「いずれは全員が罹患するのだから、ワクチンを打って日常に戻そう」
歴史的な建造物でのカンファレンス。ほとんどの参加者がマスクをしていない
B2SMB InstituteはB to B (企業が企業に対して物品やサービスを提供するビジネス)の中でも、中小企業(SMB)のカスタマーを対象にしたビジネスであるB to SMBを専門にしている。共通するのは「顧客が中小企業である」というだけで、大企業の参加者も少なからずいる。参加する企業や投資家がネットワークを作って新しい情報や発想を交換し、助け合うことを目的にした組織だ。昨年にはネットとリアルのハイブリッドのカンファレンスを行ったが、今回は150人が2日連続で屋内に集まるリアルなイベントである。
会場であるカリナリー・インスティテュート・オブ・アメリカ(アメリカ料理研究所)ナパ分校に入ると、学生たちはマスクを着用しているが、カンファレンスの主催者と参加者の大半がマスクを着用していない。マスクを着用してきたパネリストの女性が「どうしたらいいのかしら?外したくないけれど、皆マスクしていない」と焦っていたが、私も彼女と同じように焦ったひとりである。今回の旅では「なぜマスクをしているのだ?」と詰め寄られるような緊張感はなかったが、自分ひとりだけマスクを着けることの勇気が必要な場面はあり、そういったマスク着用をはばかられる同調圧力はあちこちで感じた。
夕食の集まりはレストランの広い裏庭で開催され、主催者の配慮が感じられた。そこでの話題がCovid-19になった時、同じテーブルにいた全員がワクチン接種をしており、しかも感染の経験者だということを知った。一人の女性は「私は基礎疾患があるからワクチン接種をしていなかったら重症になっていたと思う。軽く済んでありがたかった」とワクチンの素晴らしさを語っていたが、そういう感染経験者であっても、この集まりではマスクを着けていなかった。彼らの態度は、「既に60%以上のアメリカ人が感染している」というデータに基づいたもので、「いずれは全員が罹患する」のが現実なのだから、「ワクチン接種さえしていたら軽症で済む。今後もブースターを続けながら、ビジネスも日常生活も通常運転に戻していくべき」というものだ。

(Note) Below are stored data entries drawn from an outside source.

//! Path statistics
//!
//! Per-path metrics are averaged over many paths to give one `StatsRow`
//! per step count. A `StatsTable` collects the rows and exports them.

use std::fmt::Write as _;
use std::path::Path;

use serde::Serialize;

use crate::core::error::Result;
use crate::core::types::Point;

/// Radius of the circle used for the exit-time metric
pub const EXIT_RADIUS: f64 = 10.0;

pub const CSV_HEADER: &str = "num_steps,avg_distance_from_origin,avg_distance_from_x_axis,\
avg_distance_from_y_axis,avg_num_steps_to_exit_circle,avg_y_axis_crossings";

/// Metrics of a single path
#[derive(Debug, Clone, Copy, PartialEq, Serialize)]
pub struct PathStats {
    pub distance_from_origin: f64,
    /// |y| of the final point
    pub distance_from_x_axis: f64,
    /// |x| of the final point
    pub distance_from_y_axis: f64,
    /// Index of the first point farther than `EXIT_RADIUS` from the origin
    pub steps_to_exit_circle: Option<usize>,
    /// Consecutive points whose x coordinates have strictly opposite signs
    pub y_axis_crossings: usize,
}

impl PathStats {
    /// None for an empty path
    pub fn of<const D: usize>(points: &[Point<D>]) -> Option<Self> {
        let last = points.last()?;
        let x = |p: &Point<D>| p.coords().first().copied().unwrap_or(0.0);
        let y = |p: &Point<D>| p.coords().get(1).copied().unwrap_or(0.0);

        Some(Self {
            distance_from_origin: last.norm(),
            distance_from_x_axis: y(last).abs(),
            distance_from_y_axis: x(last).abs(),
            steps_to_exit_circle: points.iter().position(|p| p.norm() > EXIT_RADIUS),
            y_axis_crossings: points
                .windows(2)
                .filter(|pair| x(&pair[0]) * x(&pair[1]) < 0.0)
                .count(),
        })
    }
}

/// Averages over every path run with the same step count
#[derive(Debug, Clone, Copy, PartialEq, Serialize)]
pub struct StatsRow {
    pub num_steps: usize,
    pub paths: usize,
    pub avg_distance_from_origin: f64,
    pub avg_distance_from_x_axis: f64,
    pub avg_distance_from_y_axis: f64,
    /// None when no path left the circle
    pub avg_num_steps_to_exit_circle: Option<f64>,
    pub avg_y_axis_crossings: f64,
}

impl StatsRow {
    /// None if `stats` is empty
    pub fn from_paths(num_steps: usize, stats: &[PathStats]) -> Option<Self> {
        if stats.is_empty() {
            return None;
        }
        let n = stats.len() as f64;
        let mean = |f: fn(&PathStats) -> f64| stats.iter().map(f).sum::<f64>() / n;

        let exits: Vec<usize> = stats.iter().filter_map(|s| s.steps_to_exit_circle).collect();
        let avg_exit = if exits.is_empty() {
            tracing::warn!(
                "No path left the radius-{} circle within {} steps",
                EXIT_RADIUS,
                num_steps
            );
            None
        } else {
            Some(exits.iter().sum::<usize>() as f64 / exits.len() as f64)
        };

        Some(Self {
            num_steps,
            paths: stats.len(),
            avg_distance_from_origin: mean(|s: &PathStats| s.distance_from_origin),
            avg_distance_from_x_axis: mean(|s: &PathStats| s.distance_from_x_axis),
            avg_distance_from_y_axis: mean(|s: &PathStats| s.distance_from_y_axis),
            avg_num_steps_to_exit_circle: avg_exit,
            avg_y_axis_crossings: mean(|s: &PathStats| s.y_axis_crossings as f64),
        })
    }

    fn csv_line(&self) -> String {
        let exit = self
            .avg_num_steps_to_exit_circle
            .map(|v| v.to_string())
            .unwrap_or_default();
        format!(
            "{},{},{},{},{},{}",
            self.num_steps,
            self.avg_distance_from_origin,
            self.avg_distance_from_x_axis,
            self.avg_distance_from_y_axis,
            exit,
            self.avg_y_axis_crossings
        )
    }
}

/// Rows ordered by step count
#[derive(Debug, Clone, Default, PartialEq, Serialize)]
pub struct StatsTable {
    pub rows: Vec<StatsRow>,
}

impl StatsTable {
    pub fn new() -> Self {
        Self::default()
    }

    /// Insert keeping rows sorted by `num_steps`; replaces an existing row for the same count
    pub fn insert(&mut self, row: StatsRow) {
        match self.rows.binary_search_by_key(&row.num_steps, |r| r.num_steps) {
            Ok(i) => self.rows[i] = row,
            Err(i) => self.rows.insert(i, row),
        }
    }

    pub fn get(&self, num_steps: usize) -> Option<&StatsRow> {
        self.rows.iter().find(|r| r.num_steps == num_steps)
    }

    pub fn len(&self) -> usize {
        self.rows.len()
    }

    pub fn is_empty(&self) -> bool {
        self.rows.is_empty()
    }

    pub fn to_csv(&self) -> String {
        let mut out = String::from(CSV_HEADER);
        out.push('\n');
        for row in &self.rows {
            let _ = writeln!(out, "{}", row.csv_line());
        }
        out
    }

    pub fn to_json(&self) -> Result<String> {
        Ok(serde_json::to_string_pretty(self)?)
    }

    pub fn write_csv(&self, path: impl AsRef<Path>) -> Result<()> {
        std::fs::write(path, self.to_csv())?;
        Ok(())
    }

    pub fn write_json(&self, path: impl AsRef<Path>) -> Result<()> {
        std::fs::write(path, self.to_json()?)?;
        Ok(())
    }
}
//! Batch statistics over many independent runs
//!
//! Every (step count, run) pair gets its own simulation and generator. Seeds
//! are drawn up front from the master seed, so the table does not depend on
//! how rayon schedules the runs.

use rand::{Rng, SeedableRng};
use rayon::prelude::*;

use crate::core::error::{Result, WalkError};
use crate::core::types::SimRng;
use crate::simulation::driver::Simulation;
use crate::simulation::stats::{PathStats, StatsRow, StatsTable};

#[derive(Debug, Clone, PartialEq, Eq)]
pub struct BatchPlan {
    /// Rows of the resulting table
    pub step_counts: Vec<usize>,
    /// Independent simulations per step count
    pub num_runs: usize,
    pub seed: u64,
}

impl BatchPlan {
    pub fn new(step_counts: Vec<usize>, num_runs: usize, seed: u64) -> Self {
        Self {
            step_counts,
            num_runs,
            seed,
        }
    }

    /// (step count, run seed) for every run, in table order
    fn jobs(&self) -> Vec<(usize, u64)> {
        let mut seeder = SimRng::seed_from_u64(self.seed);
        self.step_counts
            .iter()
            .flat_map(|&steps| std::iter::repeat(steps).take(self.num_runs))
            .map(|steps| (steps, seeder.gen()))
            .collect()
    }
}

/// Run every job in `plan` in parallel and average the paths per step count
///
/// `build` creates a fresh simulation, walkers included, from a run's
/// generator. Every walker of every run contributes one path.
pub fn run_batch<const D: usize, F>(plan: &BatchPlan, build: F) -> Result<StatsTable>
where
    F: Fn(SimRng) -> Result<Simulation<D>> + Sync,
{
    if plan.num_runs == 0 || plan.step_counts.is_empty() {
        return Err(WalkError::InvalidConfiguration(
            "a batch needs at least one run and one step count".to_string(),
        ));
    }

    let jobs = plan.jobs();
    tracing::info!(
        "Running {} simulations over {} step counts",
        jobs.len(),
        plan.step_counts.len()
    );

    let results: Vec<(usize, Vec<PathStats>)> = jobs
        .par_iter()
        .map(|&(steps, seed)| -> Result<(usize, Vec<PathStats>)> {
            let mut sim = build(SimRng::seed_from_u64(seed))?;
            let stats = sim
                .run(steps)
                .iter()
                .filter_map(|t| PathStats::of(&t.points))
                .collect();
            Ok((steps, stats))
        })
        .collect::<Result<_>>()?;

    let mut table = StatsTable::new();
    for &steps in &plan.step_counts {
        let paths: Vec<PathStats> = results
            .iter()
            .filter(|(s, _)| *s == steps)
            .flat_map(|(_, stats)| stats.iter().copied())
            .collect();
        if let Some(row) = StatsRow::from_paths(steps, &paths) {
            table.insert(row);
        }
    }

    tracing::info!("Batch finished: {} rows", table.len());
    Ok(table)
}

B2SMB Instituteのフォーラムでは、AI、メタバース、ブロックチェーンなどの新しい概念と技術がB to SMBにどのように活かされるのかという興味深い情報提供もいくつかあった。それらを含めて、ほぼすべてのスピーチやディスカッションに含まれていたのが、パンデミック中のデータとポスト・パンデミックの特殊なチャレンジとチャンスという観点だった。
講演の中では、「パンデミックによって大きな負の影響を受けた業界ほど、この時期に新しいテクノロジーに投資した」というデータが紹介され、たとえば配管工や花屋といった小企業の電話対応をAI+リアルな人間で24時間カバーできるようにしたサービスが好評を得ているという。
そして「厳しい状況だからこそ、生き抜いていくためにAI、メタバースやブロックチェーンについて学び、受け入れることをためらう競合より先に取り入れてSMBに提供できるようにすべきだ」というメッセージがあちこちに散りばめられていた。
「AIとメタバースについてはカスタマーサービスの面で、ブロックチェーンについては支払いでいずれはSMBも利用できるシステムを作っていかねばならない。しかしデジタル空間一辺倒になることはまずなく、ハイブリッドになるだろう」と語る講演者もいた。
参加者の中でパンデミックの影響を受けなかった者はひとりもいなかったが、パンデミック中に新たなビジネスを始めた人やカスタマーサービスでの新たな技術を取り入れた人も多かった。そして、競合より先にポスト・パンデミックの一歩を踏み出そうという意欲を持っていた。彼らの心中ではポスト・パンデミックの世界は既に始まっているのだということを強く感じた。